__EXERCISE OBJECTIVE__: The entries below are to be repeated exactly as they stand.

__THE DATA__:
::::

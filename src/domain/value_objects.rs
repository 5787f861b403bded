use serde::{Deserialize, Serialize};
use std::fmt;
use std::str::FromStr;

/// Lifecycle of an order.
///
/// Status only ever advances `AwaitingPayment -> Processing -> Done`.
/// The transition into `Processing` is driven by payment confirmation
/// (it is the only point where `paid_at` is set); the transition into
/// `Done` is a cashier action.
#[derive(Debug, Clone, Copy, PartialEq, Eq, Serialize, Deserialize)]
#[serde(rename_all = "SCREAMING_SNAKE_CASE")]
pub enum OrderStatus {
    /// Created, QR issued, waiting for the customer to pay.
    AwaitingPayment,
    /// Payment confirmed, order being prepared.
    Processing,
    /// Handed over, terminal.
    Done,
}

impl fmt::Display for OrderStatus {
    fn fmt(&self, f: &mut fmt::Formatter<'_>) -> fmt::Result {
        match self {
            OrderStatus::AwaitingPayment => write!(f, "AWAITING_PAYMENT"),
            OrderStatus::Processing => write!(f, "PROCESSING"),
            OrderStatus::Done => write!(f, "DONE"),
        }
    }
}

impl FromStr for OrderStatus {
    type Err = String;

    fn from_str(s: &str) -> Result<Self, Self::Err> {
        match s {
            "AWAITING_PAYMENT" => Ok(OrderStatus::AwaitingPayment),
            "PROCESSING" => Ok(OrderStatus::Processing),
            "DONE" => Ok(OrderStatus::Done),
            other => Err(format!("unknown order status: {other}")),
        }
    }
}

/// Status filter for order listings.
#[derive(Debug, Clone, Copy, Default, PartialEq, Eq, Serialize, Deserialize)]
#[serde(rename_all = "SCREAMING_SNAKE_CASE")]
pub enum OrderStatusFilter {
    #[default]
    All,
    AwaitingPayment,
    Processing,
    Done,
}

impl OrderStatusFilter {
    /// The concrete status this filter narrows to, if any.
    pub fn as_status(&self) -> Option<OrderStatus> {
        match self {
            OrderStatusFilter::All => None,
            OrderStatusFilter::AwaitingPayment => Some(OrderStatus::AwaitingPayment),
            OrderStatusFilter::Processing => Some(OrderStatus::Processing),
            OrderStatusFilter::Done => Some(OrderStatus::Done),
        }
    }
}

/// Monetary amount in whole rupiah (no fractional unit).
#[derive(Debug, Clone, Copy, PartialEq, Eq, PartialOrd, Ord, Serialize, Deserialize)]
#[serde(transparent)]
pub struct Money {
    amount: i64,
}

impl Money {
    pub const ZERO: Money = Money { amount: 0 };

    pub fn from_rupiah(amount: i64) -> Self {
        Self { amount }
    }

    pub fn as_rupiah(&self) -> i64 {
        self.amount
    }

    /// 10% tax on this amount, rounded half-up to the nearest rupiah.
    pub fn tax_10_percent(&self) -> Money {
        Money {
            amount: (self.amount + 5) / 10,
        }
    }

    pub fn checked_add(&self, other: Money) -> Option<Money> {
        self.amount
            .checked_add(other.amount)
            .map(|amount| Money { amount })
    }

    pub fn checked_mul(&self, factor: i64) -> Option<Money> {
        self.amount
            .checked_mul(factor)
            .map(|amount| Money { amount })
    }
}

impl fmt::Display for Money {
    fn fmt(&self, f: &mut fmt::Formatter<'_>) -> fmt::Result {
        write!(f, "Rp{}", self.amount)
    }
}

::::

__REPLY TO THE TASK__:
filename src/domain/value_objects.rs
repository 5787f861b403bded
use serde::{Deserialize, Serialize};
use std::fmt;
use std::str::FromStr;

/// Lifecycle of an order.
///
/// Status only ever advances `AwaitingPayment -> Processing -> Done`.
/// The transition into `Processing` is driven by payment confirmation
/// (it is the only point where `paid_at` is set); the transition into
/// `Done` is a cashier action.
#[derive(Debug, Clone, Copy, PartialEq, Eq, Serialize, Deserialize)]
#[serde(rename_all = "SCREAMING_SNAKE_CASE")]
pub enum OrderStatus {
    /// Created, QR issued, waiting for the customer to pay.
    AwaitingPayment,
    /// Payment confirmed, order being prepared.
    Processing,
    /// Handed over, terminal.
    Done,
}

impl fmt::Display for OrderStatus {
    fn fmt(&self, f: &mut fmt::Formatter<'_>) -> fmt::Result {
        match self {
            OrderStatus::AwaitingPayment => write!(f, "AWAITING_PAYMENT"),
            OrderStatus::Processing => write!(f, "PROCESSING"),
            OrderStatus::Done => write!(f, "DONE"),
        }
    }
}

impl FromStr for OrderStatus {
    type Err = String;

    fn from_str(s: &str) -> Result<Self, Self::Err> {
        match s {
            "AWAITING_PAYMENT" => Ok(OrderStatus::AwaitingPayment),
            "PROCESSING" => Ok(OrderStatus::Processing),
            "DONE" => Ok(OrderStatus::Done),
            other => Err(format!("unknown order status: {other}")),
        }
    }
}

/// Status filter for order listings.
#[derive(Debug, Clone, Copy, Default, PartialEq, Eq, Serialize, Deserialize)]
#[serde(rename_all = "SCREAMING_SNAKE_CASE")]
pub enum OrderStatusFilter {
    #[default]
    All,
    AwaitingPayment,
    Processing,
    Done,
}

impl OrderStatusFilter {
    /// The concrete status this filter narrows to, if any.
    pub fn as_status(&self) -> Option<OrderStatus> {
        match self {
            OrderStatusFilter::All => None,
            OrderStatusFilter::AwaitingPayment => Some(OrderStatus::AwaitingPayment),
            OrderStatusFilter::Processing => Some(OrderStatus::Processing),
            OrderStatusFilter::Done => Some(OrderStatus::Done),
        }
    }
}

/// Monetary amount in whole rupiah (no fractional unit).
#[derive(Debug, Clone, Copy, PartialEq, Eq, PartialOrd, Ord, Serialize, Deserialize)]
#[serde(transparent)]
pub struct Money {
    amount: i64,
}

impl Money {
    pub const ZERO: Money = Money { amount: 0 };

    pub fn from_rupiah(amount: i64) -> Self {
        Self { amount }
    }

    pub fn as_rupiah(&self) -> i64 {
        self.amount
    }

    /// 10% tax on this amount, rounded half-up to the nearest rupiah.
    pub fn tax_10_percent(&self) -> Money {
        Money {
            amount: (self.amount + 5) / 10,
        }
    }

    pub fn checked_add(&self, other: Money) -> Option<Money> {
        self.amount
            .checked_add(other.amount)
            .map(|amount| Money { amount })
    }

    pub fn checked_mul(&self, factor: i64) -> Option<Money> {
        self.amount
            .checked_mul(factor)
            .map(|amount| Money { amount })
    }
}

impl fmt::Display for Money {
    fn fmt(&self, f: &mut fmt::Formatter<'_>) -> fmt::Result {
        write!(f, "Rp{}", self.amount)
    }
}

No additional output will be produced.